//! The single-threaded event loop.
//!
//! One [`EventLoop`] owns a mio poller, any number of listeners, and the
//! sockets accepted through them. Sockets belong to a *socket context*: a
//! registered [`SocketEvents`] handler set plus its options. Protocol layers
//! (HTTP, WebSocket) are socket contexts; a connection moves between them by
//! [adoption](EventLoop::adopt_socket) without the poller noticing.
//!
//! Everything runs on the calling thread. Handlers re-enter loop operations
//! (close, adopt, write) freely; interior borrows are never held across a
//! handler call.

use std::any::Any;
use std::cell::RefCell;
use std::io;
use std::net::ToSocketAddrs;
use std::rc::{Rc, Weak};
use std::time::Instant;

use log::{debug, warn};
use mio::net::TcpListener;
use mio::{Events, Interest, Poll, Token};

use crate::socket::{Socket, SocketContextOptions};
use crate::transport::{TcpTransport, Transport};

/// Listener tokens live above this offset so they never collide with
/// connection tokens.
const LISTENER_BASE: usize = 1 << 30;

/// Identifier of a registered socket context.
#[derive(Debug, Clone, Copy, PartialEq, Eq)]
pub struct ContextId(pub(crate) usize);

/// What `on_data` decided about the socket.
///
/// The typed replacement for "return a different socket pointer": the loop
/// learns whether the connection stays with its context, was handed to
/// another context, or is gone.
pub enum DataVerdict {
    /// The socket stays with its current context.
    Keep,
    /// The socket was adopted by another context mid-turn (protocol
    /// upgrade). Later events route through the new context.
    Adopted(Socket),
    /// The socket was closed during the turn.
    Closed,
}

/// Event handlers a socket context registers with the loop.
///
/// All callbacks run on the loop thread. `on_close` fires exactly once per
/// socket, whether the close came from the peer, a timeout, or the handlers
/// themselves.
pub trait SocketEvents {
    /// A connection was attached to this context.
    fn on_open(&self, socket: &Socket);

    /// Bytes arrived.
    fn on_data(&self, socket: &Socket, data: &[u8]) -> DataVerdict;

    /// The transport may accept more bytes.
    fn on_writable(&self, socket: &Socket);

    /// The peer half-closed its side.
    fn on_end(&self, socket: &Socket);

    /// The socket's idle deadline expired.
    fn on_timeout(&self, socket: &Socket);

    /// The socket is gone. Extension data is dropped after this returns.
    fn on_close(&self, socket: &Socket);
}

struct ContextSlot {
    handler: Weak<dyn SocketEvents>,
    #[allow(dead_code)]
    options: SocketContextOptions,
}

struct Listener {
    tcp: TcpListener,
    context: usize,
}

pub(crate) struct LoopInner {
    poll: RefCell<Poll>,
    contexts: RefCell<Vec<ContextSlot>>,
    sockets: RefCell<Vec<Option<Socket>>>,
    free_tokens: RefCell<Vec<usize>>,
    listeners: RefCell<Vec<Listener>>,
}

/// Handle to the loop; clones share the same loop.
#[derive(Clone)]
pub struct EventLoop {
    pub(crate) inner: Rc<LoopInner>,
}

impl EventLoop {
    /// Create a loop with a fresh poller.
    pub fn new() -> io::Result<Self> {
        Ok(Self {
            inner: Rc::new(LoopInner {
                poll: RefCell::new(Poll::new()?),
                contexts: RefCell::new(Vec::new()),
                sockets: RefCell::new(Vec::new()),
                free_tokens: RefCell::new(Vec::new()),
                listeners: RefCell::new(Vec::new()),
            }),
        })
    }

    /// Register a socket context.
    ///
    /// The loop keeps only a weak reference: the caller owns the handler,
    /// and dropping it orphans the context's sockets.
    pub fn add_context(&self, handler: Rc<dyn SocketEvents>) -> ContextId {
        self.add_context_with_options(handler, SocketContextOptions::default())
    }

    /// Register a socket context carrying listener options (TLS material).
    pub fn add_context_with_options(
        &self,
        handler: Rc<dyn SocketEvents>,
        options: SocketContextOptions,
    ) -> ContextId {
        let mut contexts = self.inner.contexts.borrow_mut();
        contexts.push(ContextSlot {
            handler: Rc::downgrade(&handler),
            options,
        });
        ContextId(contexts.len() - 1)
    }

    /// Bind a TCP listener whose accepted sockets belong to `context`.
    ///
    /// Returns the locally bound address (useful with port `0`).
    pub fn listen(
        &self,
        context: ContextId,
        host: &str,
        port: u16,
    ) -> io::Result<std::net::SocketAddr> {
        let addr = (host, port)
            .to_socket_addrs()?
            .next()
            .ok_or_else(|| io::Error::new(io::ErrorKind::InvalidInput, "unresolvable address"))?;
        let mut tcp = TcpListener::bind(addr)?;
        let local = tcp.local_addr()?;
        let mut listeners = self.inner.listeners.borrow_mut();
        let token = Token(LISTENER_BASE + listeners.len());
        self.inner
            .poll
            .borrow()
            .registry()
            .register(&mut tcp, token, Interest::READABLE)?;
        listeners.push(Listener {
            tcp,
            context: context.0,
        });
        debug!("listening on {local}");
        Ok(local)
    }

    /// Attach an already-connected transport to `context`.
    ///
    /// Dispatches `on_open` before returning.
    pub fn attach(
        &self,
        context: ContextId,
        transport: Box<dyn Transport>,
    ) -> io::Result<Socket> {
        LoopInner::attach_transport(&self.inner, context.0, transport)
    }

    /// Re-home `socket` into another context with fresh extension data.
    ///
    /// The transport, its buffers, and its cork state are untouched; only
    /// the owning context and the extension slot change. From the poller's
    /// perspective nothing happened.
    pub fn adopt_socket<T: Any>(&self, socket: &Socket, context: ContextId, ext: T) -> Socket {
        socket.set_context(context.0);
        socket.set_ext(ext);
        socket.clone()
    }

    /// Drive the loop until no listeners or sockets remain.
    pub fn run(&self) -> io::Result<()> {
        let mut events = Events::with_capacity(256);
        loop {
            {
                let idle = self.inner.listeners.borrow().is_empty()
                    && !self.inner.sockets.borrow().iter().any(Option::is_some);
                if idle {
                    return Ok(());
                }
            }
            let timeout = self
                .inner
                .nearest_deadline()
                .map(|d| d.saturating_duration_since(Instant::now()));
            match self.inner.poll.borrow_mut().poll(&mut events, timeout) {
                Ok(()) => {}
                Err(e) if e.kind() == io::ErrorKind::Interrupted => continue,
                Err(e) => return Err(e),
            }
            for event in events.iter() {
                let token = event.token().0;
                if token >= LISTENER_BASE {
                    LoopInner::accept_ready(&self.inner, token - LISTENER_BASE);
                    continue;
                }
                let socket = {
                    let sockets = self.inner.sockets.borrow();
                    sockets.get(token).and_then(Clone::clone)
                };
                let Some(socket) = socket else { continue };
                if event.is_writable() {
                    LoopInner::socket_writable(&self.inner, &socket);
                }
                if event.is_readable() || event.is_read_closed() {
                    LoopInner::socket_readable(&self.inner, &socket);
                }
            }
            LoopInner::sweep_timeouts(&self.inner);
        }
    }
}

impl LoopInner {
    fn handler(&self, context: usize) -> Option<Rc<dyn SocketEvents>> {
        self.contexts
            .borrow()
            .get(context)
            .and_then(|slot| slot.handler.upgrade())
    }

    pub(crate) fn attach_transport(
        this: &Rc<LoopInner>,
        context: usize,
        mut transport: Box<dyn Transport>,
    ) -> io::Result<Socket> {
        let token = {
            let recycled = this.free_tokens.borrow_mut().pop();
            match recycled {
                Some(token) => token,
                None => {
                    let mut sockets = this.sockets.borrow_mut();
                    sockets.push(None);
                    sockets.len() - 1
                }
            }
        };
        if let Err(e) = transport.register(this.poll.borrow().registry(), Token(token)) {
            this.free_tokens.borrow_mut().push(token);
            return Err(e);
        }
        let socket = Socket::new(token, Rc::downgrade(this), context, transport);
        this.sockets.borrow_mut()[token] = Some(socket.clone());
        if let Some(handler) = this.handler(context) {
            handler.on_open(&socket);
        }
        Ok(socket)
    }

    fn accept_ready(this: &Rc<LoopInner>, index: usize) {
        loop {
            let accepted = {
                let listeners = this.listeners.borrow();
                let Some(listener) = listeners.get(index) else {
                    return;
                };
                match listener.tcp.accept() {
                    Ok((stream, addr)) => Some((stream, addr, listener.context)),
                    Err(e) if e.kind() == io::ErrorKind::WouldBlock => None,
                    Err(e) => {
                        warn!("accept failed: {e}");
                        None
                    }
                }
            };
            let Some((stream, addr, context)) = accepted else {
                return;
            };
            debug!("accepted connection from {addr}");
            if let Err(e) =
                Self::attach_transport(this, context, Box::new(TcpTransport::new(stream)))
            {
                warn!("failed to attach accepted connection: {e}");
            }
        }
    }

    /// Read until the transport would block, dispatching each chunk.
    pub(crate) fn socket_readable(this: &Rc<LoopInner>, socket: &Socket) {
        enum Step {
            Data(usize),
            Fin,
            Blocked,
            Errored,
        }
        let mut buf = vec![0u8; 16 * 1024];
        loop {
            if socket.is_closed() {
                return;
            }
            let step = {
                let mut transport = socket.inner.transport.borrow_mut();
                match transport.read(&mut buf) {
                    Ok(0) => Step::Fin,
                    Ok(n) => Step::Data(n),
                    Err(e) if e.kind() == io::ErrorKind::WouldBlock => Step::Blocked,
                    Err(e) if e.kind() == io::ErrorKind::Interrupted => continue,
                    Err(e) => {
                        debug!("socket read error: {e}");
                        Step::Errored
                    }
                }
            };
            match step {
                Step::Data(n) => {
                    let Some(handler) = this.handler(socket.context_id()) else {
                        return;
                    };
                    match handler.on_data(socket, &buf[..n]) {
                        DataVerdict::Keep | DataVerdict::Adopted(_) => {}
                        DataVerdict::Closed => return,
                    }
                }
                Step::Fin => {
                    if let Some(handler) = this.handler(socket.context_id()) {
                        handler.on_end(socket);
                    }
                    return;
                }
                Step::Blocked => return,
                Step::Errored => {
                    socket.close();
                    return;
                }
            }
        }
    }

    pub(crate) fn socket_writable(this: &Rc<LoopInner>, socket: &Socket) {
        if socket.is_closed() {
            return;
        }
        if let Some(handler) = this.handler(socket.context_id()) {
            handler.on_writable(socket);
        }
    }

    pub(crate) fn socket_timed_out(this: &Rc<LoopInner>, socket: &Socket) {
        if socket.is_closed() {
            return;
        }
        socket.inner.deadline.set(None);
        if let Some(handler) = this.handler(socket.context_id()) {
            handler.on_timeout(socket);
        }
    }

    /// Fires `on_close` on the owning context, then detaches the socket.
    /// Called exactly once per socket, from [`Socket::close`].
    pub(crate) fn socket_closed(this: &Rc<LoopInner>, socket: &Socket) {
        socket.inner.deadline.set(None);
        if let Some(handler) = this.handler(socket.context_id()) {
            handler.on_close(socket);
        }
        socket.clear_ext();
        {
            let poll = this.poll.borrow();
            let _ = socket
                .inner
                .transport
                .borrow_mut()
                .deregister(poll.registry());
        }
        let token = socket.token();
        let mut sockets = this.sockets.borrow_mut();
        if let Some(slot) = sockets.get_mut(token) {
            if slot.as_ref().is_some_and(|s| s.same_socket(socket)) {
                *slot = None;
                this.free_tokens.borrow_mut().push(token);
            }
        }
    }

    fn sweep_timeouts(this: &Rc<LoopInner>) {
        let now = Instant::now();
        let expired: Vec<Socket> = this
            .sockets
            .borrow()
            .iter()
            .flatten()
            .filter(|s| s.inner.deadline.get().is_some_and(|d| d <= now))
            .cloned()
            .collect();
        for socket in expired {
            Self::socket_timed_out(this, &socket);
        }
    }

    fn nearest_deadline(&self) -> Option<Instant> {
        self.sockets
            .borrow()
            .iter()
            .flatten()
            .filter_map(|s| s.inner.deadline.get())
            .min()
    }
}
++++++
Problem description: Among the records above, find each line holding "whether" and list it.

Solved exercise:
/// learns whether the connection stays with its context, was handed to
/// socket, whether the close came from the peer, a timeout, or the handlers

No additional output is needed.